● **Task**:
Your task is to count the lines of the records that contain "JoinSideNotParent". Answer with the number and nothing else.

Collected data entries
——————————
//! Declarative resource hierarchy.
//!
//! A [`HierarchyDeclaration`] is the raw, name-based form read from
//! configuration:
//!
//! ```toml
//! [hierarchy.edges]
//! institution = []
//! user = ["institution"]
//! evaluation = ["institution"]
//! question = ["institution"]
//! evaluation_question = ["evaluation"]
//! answer = ["evaluation_question"]
//!
//! [hierarchy.join_resources]
//! evaluation_question = ["evaluation", "question"]
//!
//! [hierarchy]
//! soft_delete = ["evaluation", "question"]
//! ```
//!
//! [`HierarchyConfig::from_declaration`] validates it once at startup and
//! produces the immutable graph the resolver and join handler consume.

use std::collections::{BTreeMap, BTreeSet};

use indexmap::IndexMap;
use serde::{Deserialize, Serialize};
use thiserror::Error;

use crate::resource::ResourceType;

/// Name-based hierarchy as it appears in configuration.
///
/// A key left out of a declared section is empty. The standard graph is only
/// the default for a missing section as a whole.
#[derive(Debug, Clone, PartialEq, Eq, Serialize, Deserialize)]
pub struct HierarchyDeclaration {
    /// `type -> [parent]`; an empty list marks a root.
    #[serde(default)]
    pub edges: IndexMap<String, Vec<String>>,
    /// `join type -> [path side, body side]`.
    #[serde(default)]
    pub join_resources: IndexMap<String, Vec<String>>,
    /// Types whose deletes are soft and which support the restore action.
    #[serde(default)]
    pub soft_delete: Vec<String>,
}

impl Default for HierarchyDeclaration {
    fn default() -> Self {
        let edge = |child: &str, parent: Option<&str>| {
            (
                child.to_string(),
                parent.map(str::to_string).into_iter().collect::<Vec<_>>(),
            )
        };
        Self {
            edges: IndexMap::from([
                edge("institution", None),
                edge("user", Some("institution")),
                edge("evaluation", Some("institution")),
                edge("question", Some("institution")),
                edge("evaluation_question", Some("evaluation")),
                edge("answer", Some("evaluation_question")),
            ]),
            join_resources: IndexMap::from([(
                "evaluation_question".to_string(),
                vec!["evaluation".to_string(), "question".to_string()],
            )]),
            soft_delete: vec!["evaluation".to_string(), "question".to_string()],
        }
    }
}

#[derive(Debug, Clone, PartialEq, Eq, Error)]
pub enum HierarchyError {
    #[error("unknown resource type '{0}' in hierarchy declaration")]
    UnknownType(String),

    #[error("resource type '{0}' declares more than one parent")]
    MultipleParents(ResourceType),

    #[error("resource type '{0}' is declared more than once")]
    DuplicateDeclaration(ResourceType),

    #[error("resource type '{0}' is missing from the hierarchy declaration")]
    Undeclared(ResourceType),

    #[error("hierarchy contains a cycle through '{0}'")]
    Cycle(ResourceType),

    #[error("'{child}' has no foreign key referencing '{parent}'")]
    MissingForeignKey {
        child: ResourceType,
        parent: ResourceType,
    },

    #[error("join resource '{0}' must name exactly two distinct sides")]
    InvalidJoinSides(ResourceType),

    #[error("join resource '{resource}' path side '{side}' must be its hierarchy parent")]
    JoinSideNotParent {
        resource: ResourceType,
        side: ResourceType,
    },

    #[error("resource type '{0}' has no deleted_at column and cannot be soft-deleted")]
    SoftDeleteUnsupported(ResourceType),
}

/// The two sides of a many-to-many join resource.
///
/// `side_a` is the hierarchy parent and always comes from the URL path;
/// `side_b` is named in the request body (create) or path (update/destroy).
#[derive(Debug, Clone, Copy, PartialEq, Eq, Hash)]
pub struct JoinDescriptor {
    pub resource: ResourceType,
    pub side_a: ResourceType,
    pub side_b: ResourceType,
}

/// Validated, immutable hierarchy graph plus join registry and soft-delete set.
#[derive(Debug, Clone, PartialEq, Eq)]
pub struct HierarchyConfig {
    parents: BTreeMap<ResourceType, Option<ResourceType>>,
    joins: BTreeMap<ResourceType, JoinDescriptor>,
    soft_delete: BTreeSet<ResourceType>,
}

impl HierarchyConfig {
    /// The built-in EvalHub hierarchy. Equivalent to
    /// `from_declaration(&HierarchyDeclaration::default())`.
    pub fn standard() -> Self {
        use ResourceType as T;
        Self {
            parents: BTreeMap::from([
                (T::Institution, None),
                (T::User, Some(T::Institution)),
                (T::Evaluation, Some(T::Institution)),
                (T::Question, Some(T::Institution)),
                (T::EvaluationQuestion, Some(T::Evaluation)),
                (T::Answer, Some(T::EvaluationQuestion)),
            ]),
            joins: BTreeMap::from([(
                T::EvaluationQuestion,
                JoinDescriptor {
                    resource: T::EvaluationQuestion,
                    side_a: T::Evaluation,
                    side_b: T::Question,
                },
            )]),
            soft_delete: BTreeSet::from([T::Evaluation, T::Question]),
        }
    }

    pub fn from_declaration(decl: &HierarchyDeclaration) -> Result<Self, HierarchyError> {
        Self::from_parts(
            decl.edges
                .iter()
                .map(|(k, v)| (k.as_str(), v.iter().map(String::as_str).collect())),
            decl.join_resources
                .iter()
                .map(|(k, v)| (k.as_str(), v.iter().map(String::as_str).collect())),
            decl.soft_delete.iter().map(String::as_str),
        )
    }

    /// Builds and validates a graph from raw `(name, names)` pairs.
    pub fn from_parts<'a>(
        edges: impl IntoIterator<Item = (&'a str, Vec<&'a str>)>,
        joins: impl IntoIterator<Item = (&'a str, Vec<&'a str>)>,
        soft_delete: impl IntoIterator<Item = &'a str>,
    ) -> Result<Self, HierarchyError> {
        let mut parents = BTreeMap::new();
        for (child, declared) in edges {
            let child = parse_type(child)?;
            let parent = match declared.as_slice() {
                [] => None,
                [parent] => Some(parse_type(parent)?),
                _ => return Err(HierarchyError::MultipleParents(child)),
            };
            if parents.insert(child, parent).is_some() {
                return Err(HierarchyError::DuplicateDeclaration(child));
            }
        }

        if let Some(ty) = ResourceType::ALL.into_iter().find(|ty| !parents.contains_key(ty)) {
            return Err(HierarchyError::Undeclared(ty));
        }

        for start in ResourceType::ALL {
            let mut current = parents.get(&start).copied().flatten();
            let mut steps = 0;
            while let Some(ty) = current {
                steps += 1;
                if ty == start || steps > ResourceType::ALL.len() {
                    return Err(HierarchyError::Cycle(start));
                }
                current = parents.get(&ty).copied().flatten();
            }
        }

        for (&child, &parent) in &parents {
            match parent {
                Some(parent) if !child.has_foreign_key(parent) => {
                    return Err(HierarchyError::MissingForeignKey { child, parent });
                }
                _ => {}
            }
        }

        let mut join_map = BTreeMap::new();
        for (name, sides) in joins {
            let resource = parse_type(name)?;
            let [a, b] = sides.as_slice() else {
                return Err(HierarchyError::InvalidJoinSides(resource));
            };
            let (side_a, side_b) = (parse_type(a)?, parse_type(b)?);
            if side_a == side_b {
                return Err(HierarchyError::InvalidJoinSides(resource));
            }
            for side in [side_a, side_b] {
                if !resource.has_foreign_key(side) {
                    return Err(HierarchyError::MissingForeignKey {
                        child: resource,
                        parent: side,
                    });
                }
            }
            if parents.get(&resource).copied().flatten() != Some(side_a) {
                return Err(HierarchyError::JoinSideNotParent {
                    resource,
                    side: side_a,
                });
            }
            join_map.insert(
                resource,
                JoinDescriptor {
                    resource,
                    side_a,
                    side_b,
                },
            );
        }

        let mut soft = BTreeSet::new();
        for name in soft_delete {
            let ty = parse_type(name)?;
            if !ty.has_deleted_at() {
                return Err(HierarchyError::SoftDeleteUnsupported(ty));
            }
            soft.insert(ty);
        }

        tracing::debug!(
            types = parents.len(),
            joins = join_map.len(),
            soft_delete = soft.len(),
            "resource hierarchy validated"
        );

        Ok(Self {
            parents,
            joins: join_map,
            soft_delete: soft,
        })
    }

    pub fn parent_of(&self, ty: ResourceType) -> Option<ResourceType> {
        self.parents.get(&ty).copied().flatten()
    }

    /// `[ty, parent, grandparent, ...]` up to the root.
    pub fn ancestry(&self, ty: ResourceType) -> Vec<ResourceType> {
        let mut chain = vec![ty];
        let mut current = self.parent_of(ty);
        while let Some(parent) = current {
            chain.push(parent);
            current = self.parent_of(parent);
        }
        chain
    }

    pub fn supports_restore(&self, ty: ResourceType) -> bool {
        self.soft_delete.contains(&ty)
    }

    pub fn soft_delete_types(&self) -> impl Iterator<Item = ResourceType> + '_ {
        self.soft_delete.iter().copied()
    }

    pub fn join_descriptor(&self, ty: ResourceType) -> Option<JoinDescriptor> {
        self.joins.get(&ty).copied()
    }

    pub fn is_join_resource(&self, ty: ResourceType) -> bool {
        self.joins.contains_key(&ty)
    }

    pub fn join_resources(&self) -> impl Iterator<Item = &JoinDescriptor> {
        self.joins.values()
    }
}

impl Default for HierarchyConfig {
    fn default() -> Self {
        Self::standard()
    }
}

fn parse_type(name: &str) -> Result<ResourceType, HierarchyError> {
    name.parse()
        .map_err(|_| HierarchyError::UnknownType(name.to_string()))
}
——————————
● **Solved problem**:
2